Brief:
From the first line to the last, give the listing again exactly.

Data for the task:
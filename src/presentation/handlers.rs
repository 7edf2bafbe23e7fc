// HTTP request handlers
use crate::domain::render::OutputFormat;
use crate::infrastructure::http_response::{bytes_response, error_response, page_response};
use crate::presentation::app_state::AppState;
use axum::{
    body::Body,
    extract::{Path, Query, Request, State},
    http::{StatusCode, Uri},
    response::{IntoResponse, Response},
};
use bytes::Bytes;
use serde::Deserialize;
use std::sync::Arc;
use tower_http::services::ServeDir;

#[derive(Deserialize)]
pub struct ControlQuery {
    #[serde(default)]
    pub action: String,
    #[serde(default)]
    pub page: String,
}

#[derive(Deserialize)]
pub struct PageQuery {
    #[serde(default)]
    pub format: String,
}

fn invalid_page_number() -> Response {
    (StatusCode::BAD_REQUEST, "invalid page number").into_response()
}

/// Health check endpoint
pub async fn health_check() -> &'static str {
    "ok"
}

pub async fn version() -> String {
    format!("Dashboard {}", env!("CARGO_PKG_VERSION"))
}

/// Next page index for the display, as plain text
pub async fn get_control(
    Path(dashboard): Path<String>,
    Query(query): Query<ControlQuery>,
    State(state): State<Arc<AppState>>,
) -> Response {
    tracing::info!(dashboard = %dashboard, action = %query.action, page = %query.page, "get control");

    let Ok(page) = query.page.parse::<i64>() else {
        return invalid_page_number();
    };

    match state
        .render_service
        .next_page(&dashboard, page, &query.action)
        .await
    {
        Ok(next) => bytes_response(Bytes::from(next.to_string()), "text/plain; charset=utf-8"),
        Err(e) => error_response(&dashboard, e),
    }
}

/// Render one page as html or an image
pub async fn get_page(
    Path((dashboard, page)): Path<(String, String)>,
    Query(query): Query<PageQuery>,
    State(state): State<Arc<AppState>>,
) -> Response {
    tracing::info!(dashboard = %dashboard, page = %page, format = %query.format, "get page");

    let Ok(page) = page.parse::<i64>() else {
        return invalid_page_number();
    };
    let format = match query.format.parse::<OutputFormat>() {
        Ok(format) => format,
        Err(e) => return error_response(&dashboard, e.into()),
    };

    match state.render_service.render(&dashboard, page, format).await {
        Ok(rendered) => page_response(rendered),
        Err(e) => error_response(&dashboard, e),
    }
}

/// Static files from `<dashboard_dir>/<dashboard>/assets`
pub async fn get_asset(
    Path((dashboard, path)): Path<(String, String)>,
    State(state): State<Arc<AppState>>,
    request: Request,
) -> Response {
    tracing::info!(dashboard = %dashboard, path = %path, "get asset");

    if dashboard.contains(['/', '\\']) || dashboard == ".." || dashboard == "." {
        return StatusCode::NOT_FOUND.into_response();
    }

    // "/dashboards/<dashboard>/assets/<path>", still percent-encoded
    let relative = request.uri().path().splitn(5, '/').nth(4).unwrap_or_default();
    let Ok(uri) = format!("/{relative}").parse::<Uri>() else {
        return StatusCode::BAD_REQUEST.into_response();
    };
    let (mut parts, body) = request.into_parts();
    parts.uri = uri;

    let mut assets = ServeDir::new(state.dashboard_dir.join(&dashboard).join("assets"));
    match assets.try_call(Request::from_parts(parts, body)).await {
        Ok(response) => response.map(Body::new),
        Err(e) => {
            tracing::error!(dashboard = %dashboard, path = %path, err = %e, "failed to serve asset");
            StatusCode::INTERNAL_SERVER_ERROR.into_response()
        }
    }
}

Answer space:
filename src/presentation/handlers.rs
repository 7edf2bafbe23e7fc
// HTTP request handlers
use crate::domain::render::OutputFormat;
use crate::infrastructure::http_response::{bytes_response, error_response, page_response};
use crate::presentation::app_state::AppState;
use axum::{
    body::Body,
    extract::{Path, Query, Request, State},
    http::{StatusCode, Uri},
    response::{IntoResponse, Response},
};
use bytes::Bytes;
use serde::Deserialize;
use std::sync::Arc;
use tower_http::services::ServeDir;

#[derive(Deserialize)]
pub struct ControlQuery {
    #[serde(default)]
    pub action: String,
    #[serde(default)]
    pub page: String,
}

#[derive(Deserialize)]
pub struct PageQuery {
    #[serde(default)]
    pub format: String,
}

fn invalid_page_number() -> Response {
    (StatusCode::BAD_REQUEST, "invalid page number").into_response()
}

/// Health check endpoint
pub async fn health_check() -> &'static str {
    "ok"
}

pub async fn version() -> String {
    format!("Dashboard {}", env!("CARGO_PKG_VERSION"))
}

/// Next page index for the display, as plain text
pub async fn get_control(
    Path(dashboard): Path<String>,
    Query(query): Query<ControlQuery>,
    State(state): State<Arc<AppState>>,
) -> Response {
    tracing::info!(dashboard = %dashboard, action = %query.action, page = %query.page, "get control");

    let Ok(page) = query.page.parse::<i64>() else {
        return invalid_page_number();
    };

    match state
        .render_service
        .next_page(&dashboard, page, &query.action)
        .await
    {
        Ok(next) => bytes_response(Bytes::from(next.to_string()), "text/plain; charset=utf-8"),
        Err(e) => error_response(&dashboard, e),
    }
}

/// Render one page as html or an image
pub async fn get_page(
    Path((dashboard, page)): Path<(String, String)>,
    Query(query): Query<PageQuery>,
    State(state): State<Arc<AppState>>,
) -> Response {
    tracing::info!(dashboard = %dashboard, page = %page, format = %query.format, "get page");

    let Ok(page) = page.parse::<i64>() else {
        return invalid_page_number();
    };
    let format = match query.format.parse::<OutputFormat>() {
        Ok(format) => format,
        Err(e) => return error_response(&dashboard, e.into()),
    };

    match state.render_service.render(&dashboard, page, format).await {
        Ok(rendered) => page_response(rendered),
        Err(e) => error_response(&dashboard, e),
    }
}

/// Static files from `<dashboard_dir>/<dashboard>/assets`
pub async fn get_asset(
    Path((dashboard, path)): Path<(String, String)>,
    State(state): State<Arc<AppState>>,
    request: Request,
) -> Response {
    tracing::info!(dashboard = %dashboard, path = %path, "get asset");

    if dashboard.contains(['/', '\\']) || dashboard == ".." || dashboard == "." {
        return StatusCode::NOT_FOUND.into_response();
    }

    // "/dashboards/<dashboard>/assets/<path>", still percent-encoded
    let relative = request.uri().path().splitn(5, '/').nth(4).unwrap_or_default();
    let Ok(uri) = format!("/{relative}").parse::<Uri>() else {
        return StatusCode::BAD_REQUEST.into_response();
    };
    let (mut parts, body) = request.into_parts();
    parts.uri = uri;

    let mut assets = ServeDir::new(state.dashboard_dir.join(&dashboard).join("assets"));
    match assets.try_call(Request::from_parts(parts, body)).await {
        Ok(response) => response.map(Body::new),
        Err(e) => {
            tracing::error!(dashboard = %dashboard, path = %path, err = %e, "failed to serve asset");
            StatusCode::INTERNAL_SERVER_ERROR.into_response()
        }
    }
}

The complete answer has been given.